Preferred Hotels & Resorts
- Type: Private
- Industry: Hospitality
- Founded: 1968
- Headquarters: Newport Beach, CA, United States
- Number of locations: Nearly 40
- Area served: Worldwide
- Key people: John Ueberroth (Executive Chairman); Gail Ueberroth (Chief Creative Officer & Vice-Chairman); Lindsey Ueberroth (CEO); Casey Ueberroth (Member of the Board of Directors);
- Services: sales, marketing, distribution, quality assurance, and technology solutions^{[buzzword]}
- Owner: John Ueberroth; Gail Ueberroth; Lindsey Ueberroth; Casey Ueberroth;
- Number of employees: 300+
- Website: preferredhotels.com

= Preferred Hotels & Resorts =

International hotel chain

Preferred Hotels & Resorts is a hotel chain that represents more than 650 independent hotels, resorts, and residences, across 85 countries. The company's corporate headquarters is in Newport Beach, California. It does not own, operate, or manage any of the hotels. All of the hotels, resorts, and serviced residences in the company's portfolio are independent entities.

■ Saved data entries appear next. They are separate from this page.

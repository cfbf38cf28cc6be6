//! GPU and accelerator backends for the Strata acceleration layer
//!
//! Every technology is reached through its runtime library at run time, so a
//! build with all features enabled still runs on machines without any GPU
//! stack installed. Missing runtimes only make the backend unavailable.
//!
//! | Technology | Module | Compute pipeline |
//! |------------|--------|------------------|
//! | CUDA       | [`cuda`]   | driver API + NVRTC |
//! | HIP        | [`hip`]    | module API + hipRTC |
//! | ZLUDA      | [`zluda`]  | CUDA driver API on non-NVIDIA GPUs |
//! | OpenCL     | [`opencl`] | ICD loader, GPU/accelerator devices |
//! | Metal      | `metal`    | MSL on the default device (macOS) |
//! | Vulkan, DirectX, oneAPI, ROCm, OpenGL, WebGPU | per module | probe only |

#![warn(clippy::all)]

/// Resolve `$name` in `$lib` and transmute to the binding's fn pointer type.
/// Expands to a `?` on failure, so callers return `Result<_, String>`.
macro_rules! load_sym {
    ($lib:expr, $name:expr) => {{
        let name: &std::ffi::CStr = $name;
        let ptr = unsafe { $lib.sym(name) }
            .map_err(|e| format!("failed to load {}: {}", name.to_string_lossy(), e))?;
        unsafe { std::mem::transmute::<*mut std::ffi::c_void, _>(ptr) }
    }};
}

pub mod kernels;
pub mod probe;

#[cfg(any(feature = "cuda", feature = "hip", feature = "zluda"))]
pub mod driver;

#[cfg(feature = "cuda")]
pub mod cuda;
#[cfg(feature = "directx")]
pub mod directx;
#[cfg(feature = "hip")]
pub mod hip;
#[cfg(all(feature = "metal", target_os = "macos"))]
pub mod metal;
#[cfg(feature = "oneapi")]
pub mod oneapi;
#[cfg(feature = "opencl")]
pub mod opencl;
#[cfg(feature = "opengl")]
pub mod opengl;
#[cfg(feature = "rocm")]
pub mod rocm;
#[cfg(feature = "vulkan")]
pub mod vulkan;
#[cfg(feature = "webgpu")]
pub mod webgpu;
#[cfg(feature = "zluda")]
pub mod zluda;

pub use probe::{DeviceInfo, ProbeReport};

#[cfg(any(feature = "cuda", feature = "hip", feature = "zluda"))]
pub use driver::DriverVectorBackend;
#[cfg(all(feature = "metal", target_os = "macos"))]
pub use metal::MetalVectorBackend;
#[cfg(feature = "opencl")]
pub use opencl::OpenClVectorBackend;

use std::sync::Arc;
use strata_accel_core::{BackendType, VectorBackend};

/// Every GPU vector backend compiled into this build, uninitialized and in
/// priority order. Callers register them; registration discards the ones
/// whose runtime is missing.
pub fn gpu_vector_backends() -> Vec<Arc<dyn VectorBackend>> {
    #[allow(unused_mut)]
    let mut out: Vec<Arc<dyn VectorBackend>> = Vec::new();
    #[cfg(feature = "cuda")]
    out.push(Arc::new(DriverVectorBackend::cuda()));
    #[cfg(feature = "hip")]
    out.push(Arc::new(DriverVectorBackend::hip()));
    #[cfg(feature = "zluda")]
    out.push(Arc::new(DriverVectorBackend::zluda()));
    #[cfg(all(feature = "metal", target_os = "macos"))]
    out.push(Arc::new(MetalVectorBackend::new()));
    #[cfg(feature = "opencl")]
    out.push(Arc::new(OpenClVectorBackend::new()));
    out
}

/// Probe every technology compiled into this build, in priority order.
///
/// Technologies whose feature is off are reported as absent so the report
/// always covers every GPU type.
pub fn probe_all() -> Vec<ProbeReport> {
    BackendType::PRIORITY
        .iter()
        .filter(|t| t.is_gpu())
        .map(|t| probe_one(*t))
        .collect()
}

/// Probe one GPU technology.
pub fn probe_one(backend_type: BackendType) -> ProbeReport {
    let report = match backend_type {
        #[cfg(feature = "cuda")]
        BackendType::Cuda => cuda::probe(),
        #[cfg(feature = "hip")]
        BackendType::Hip => hip::probe(),
        #[cfg(feature = "zluda")]
        BackendType::Zluda => zluda::probe(),
        #[cfg(feature = "vulkan")]
        BackendType::Vulkan => vulkan::probe(),
        #[cfg(feature = "directx")]
        BackendType::DirectX => directx::probe(),
        #[cfg(feature = "rocm")]
        BackendType::Rocm => rocm::probe(),
        #[cfg(feature = "oneapi")]
        BackendType::OneApi => oneapi::probe(),
        #[cfg(all(feature = "metal", target_os = "macos"))]
        BackendType::Metal => metal::probe(),
        #[cfg(all(feature = "metal", not(target_os = "macos")))]
        BackendType::Metal => ProbeReport::absent(backend_type, "Metal is only available on macOS"),
        #[cfg(feature = "opencl")]
        BackendType::OpenCl => opencl::probe(),
        #[cfg(feature = "opengl")]
        BackendType::OpenGl => opengl::probe(),
        #[cfg(feature = "webgpu")]
        BackendType::WebGpu => webgpu::probe(),
        BackendType::Cpu => ProbeReport::found(backend_type, "host", vec!["CPU".to_string()])
            .with_pipeline(),
        #[allow(unreachable_patterns)]
        _ => ProbeReport::absent(backend_type, "support not compiled into this build"),
    };
    tracing::debug!(
        target: "strata::accel::gpu",
        backend = %backend_type,
        runtime = ?report.runtime,
        devices = report.devices.len(),
        "probe: {}",
        report.detail
    );
    report
}

#[cfg(test)]
mod tests {
    use super::*;

    #[test]
    fn test_probe_all_covers_every_gpu_type_in_order() {
        let reports = probe_all();
        let types: Vec<BackendType> = reports.iter().map(|r| r.backend_type).collect();
        let expected: Vec<BackendType> = BackendType::PRIORITY
            .iter()
            .copied()
            .filter(|t| t.is_gpu())
            .collect();
        assert_eq!(types, expected);
    }

    #[test]
    fn test_probe_only_technologies_never_usable() {
        for t in [
            BackendType::Vulkan,
            BackendType::DirectX,
            BackendType::Rocm,
            BackendType::OneApi,
            BackendType::OpenGl,
            BackendType::WebGpu,
        ] {
            let report = probe_one(t);
            assert!(!report.compute_pipeline, "{} claims a pipeline", t);
            assert!(!report.is_usable());
        }
    }

    #[test]
    fn test_gpu_backends_are_uninitialized_gpu_types() {
        for backend in gpu_vector_backends() {
            assert!(backend.backend_type().is_gpu());
            assert_eq!(backend.state(), strata_accel_core::BackendState::Uninitialized);
        }
    }

    #[test]
    fn test_unavailable_backend_refuses_work() {
        for backend in gpu_vector_backends() {
            if backend.is_available() {
                continue;
            }
            assert!(backend.initialize().is_err());
            let err = backend
                .compute_distances(&[1.0, 0.0], &[0.0, 1.0], 2, strata_accel_core::DistanceMetric::L2)
                .unwrap_err();
            assert!(err.is_fallback_condition());
        }
    }
}
//! Objective-C runtime and Metal.framework bindings.
//!
//! Every Metal call is an `objc_msgSend` with a concrete signature. The
//! [`msg_send!`] macro transmutes the variadic dispatcher to that signature at
//! the call site.

use std::ffi::{c_char, c_void, CStr, CString};

/// Objective-C object pointer (`id`).
pub type Id = *mut c_void;
/// Objective-C selector (`SEL`).
pub type Sel = *mut c_void;
/// Objective-C class pointer (`Class`).
pub type Class = *mut c_void;
/// Pointer-sized unsigned integer.
pub type NSUInteger = usize;

/// The nil object.
pub const NIL: Id = std::ptr::null_mut();

/// CPU and GPU share the allocation.
pub const MTL_RESOURCE_STORAGE_MODE_SHARED: NSUInteger = 0;

#[link(name = "objc", kind = "dylib")]
extern "C" {
    pub fn objc_getClass(name: *const c_char) -> Class;
    pub fn sel_registerName(name: *const c_char) -> Sel;
    pub fn objc_msgSend(receiver: Id, selector: Sel, ...) -> Id;
}

#[link(name = "Metal", kind = "framework")]
extern "C" {
    /// Default Metal device, retained, or nil.
    pub fn MTLCreateSystemDefaultDevice() -> Id;
}

#[link(name = "Foundation", kind = "framework")]
extern "C" {}

/// `msg_send!(Ret; obj, sel, arg: Ty, ...)`
///
/// Must be used inside an `unsafe` block with argument types that match the
/// Objective-C method exactly.
macro_rules! msg_send {
    ($ret:ty; $obj:expr, $sel:expr $(, $arg:expr => $ty:ty)* $(,)?) => {{
        let f: unsafe extern "C" fn($crate::metal::ffi::Id, $crate::metal::ffi::Sel $(, $ty)*) -> $ret =
            std::mem::transmute($crate::metal::ffi::objc_msgSend as *const std::ffi::c_void);
        f($obj, $sel $(, $arg)*)
    }};
}
pub(crate) use msg_send;

/// Selectors registered once per session.
pub struct Selectors {
    pub name: Sel,
    pub recommended_max_working_set_size: Sel,
    pub new_command_queue: Sel,
    pub new_library_with_source: Sel,
    pub new_function_with_name: Sel,
    pub new_compute_pipeline: Sel,
    pub new_buffer_with_bytes: Sel,
    pub new_buffer_with_length: Sel,
    pub command_buffer: Sel,
    pub compute_command_encoder: Sel,
    pub set_compute_pipeline: Sel,
    pub set_buffer: Sel,
    pub set_bytes: Sel,
    pub dispatch_threadgroups: Sel,
    pub end_encoding: Sel,
    pub commit: Sel,
    pub wait_until_completed: Sel,
    pub contents: Sel,
    pub release: Sel,
}

unsafe fn sel(name: &CStr) -> Sel {
    sel_registerName(name.as_ptr())
}

impl Selectors {
    /// Register every selector the backend uses.
    ///
    /// # Safety
    ///
    /// The Objective-C runtime must be loaded, which linking this module
    /// guarantees.
    pub unsafe fn register() -> Self {
        Self {
            name: sel(c"name"),
            recommended_max_working_set_size: sel(c"recommendedMaxWorkingSetSize"),
            new_command_queue: sel(c"newCommandQueue"),
            new_library_with_source: sel(c"newLibraryWithSource:options:error:"),
            new_function_with_name: sel(c"newFunctionWithName:"),
            new_compute_pipeline: sel(c"newComputePipelineStateWithFunction:error:"),
            new_buffer_with_bytes: sel(c"newBufferWithBytes:length:options:"),
            new_buffer_with_length: sel(c"newBufferWithLength:options:"),
            command_buffer: sel(c"commandBuffer"),
            compute_command_encoder: sel(c"computeCommandEncoder"),
            set_compute_pipeline: sel(c"setComputePipelineState:"),
            set_buffer: sel(c"setBuffer:offset:atIndex:"),
            set_bytes: sel(c"setBytes:length:atIndex:"),
            dispatch_threadgroups: sel(c"dispatchThreadgroups:threadsPerThreadgroup:"),
            end_encoding: sel(c"endEncoding"),
            commit: sel(c"commit"),
            wait_until_completed: sel(c"waitUntilCompleted"),
            contents: sel(c"contents"),
            release: sel(c"release"),
        }
    }
}

/// Autoreleased `NSString` from a Rust string.
///
/// # Safety
///
/// Must run where an autorelease pool or the process lifetime keeps the
/// result alive for as long as it is used.
pub unsafe fn ns_string(s: &str) -> Result<Id, String> {
    let c = CString::new(s).map_err(|_| format!("{:?} contains NUL", s))?;
    let cls = objc_getClass(c"NSString".as_ptr());
    Ok(msg_send!(Id; cls, sel(c"stringWithUTF8String:"), c.as_ptr() => *const c_char))
}

/// Rust copy of an `NSString`.
///
/// # Safety
///
/// `ns` must be nil or a valid `NSString`.
pub unsafe fn rust_string(ns: Id) -> String {
    if ns == NIL {
        return String::new();
    }
    let ptr = msg_send!(*const c_char; ns, sel(c"UTF8String"));
    if ptr.is_null() {
        return String::new();
    }
    CStr::from_ptr(ptr).to_string_lossy().into_owned()
}

/// `-[NSObject description]`, used for `NSError` messages.
///
/// # Safety
///
/// `obj` must be nil or a valid Objective-C object.
pub unsafe fn describe(obj: Id) -> String {
    if obj == NIL {
        return "<nil>".to_string();
    }
    rust_string(msg_send!(Id; obj, sel(c"description")))
}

Lindsey Ueberroth is CEO of the company.

==History==
Preferred Hotels & Resorts was founded by twelve North American hoteliers in 1968, originating as a referral organization for hotels.

In 1981, the association rebranded under the name Preferred Hotels Worldwide, and ended the personal referral system previously used for membership. The 1990s saw increased transformation as Preferred Hotels Association became a for-profit stock corporation. During this decade, the company also developed a 1,600-point inspection used to determine a hotel’s muster for inclusion in the group. Further advancements were made in the company’s electronic distribution platform, and Preferred opened its first international sales offices. In 2000, the company created a new holding company called IndeCorp (Independent Hotel Corporation).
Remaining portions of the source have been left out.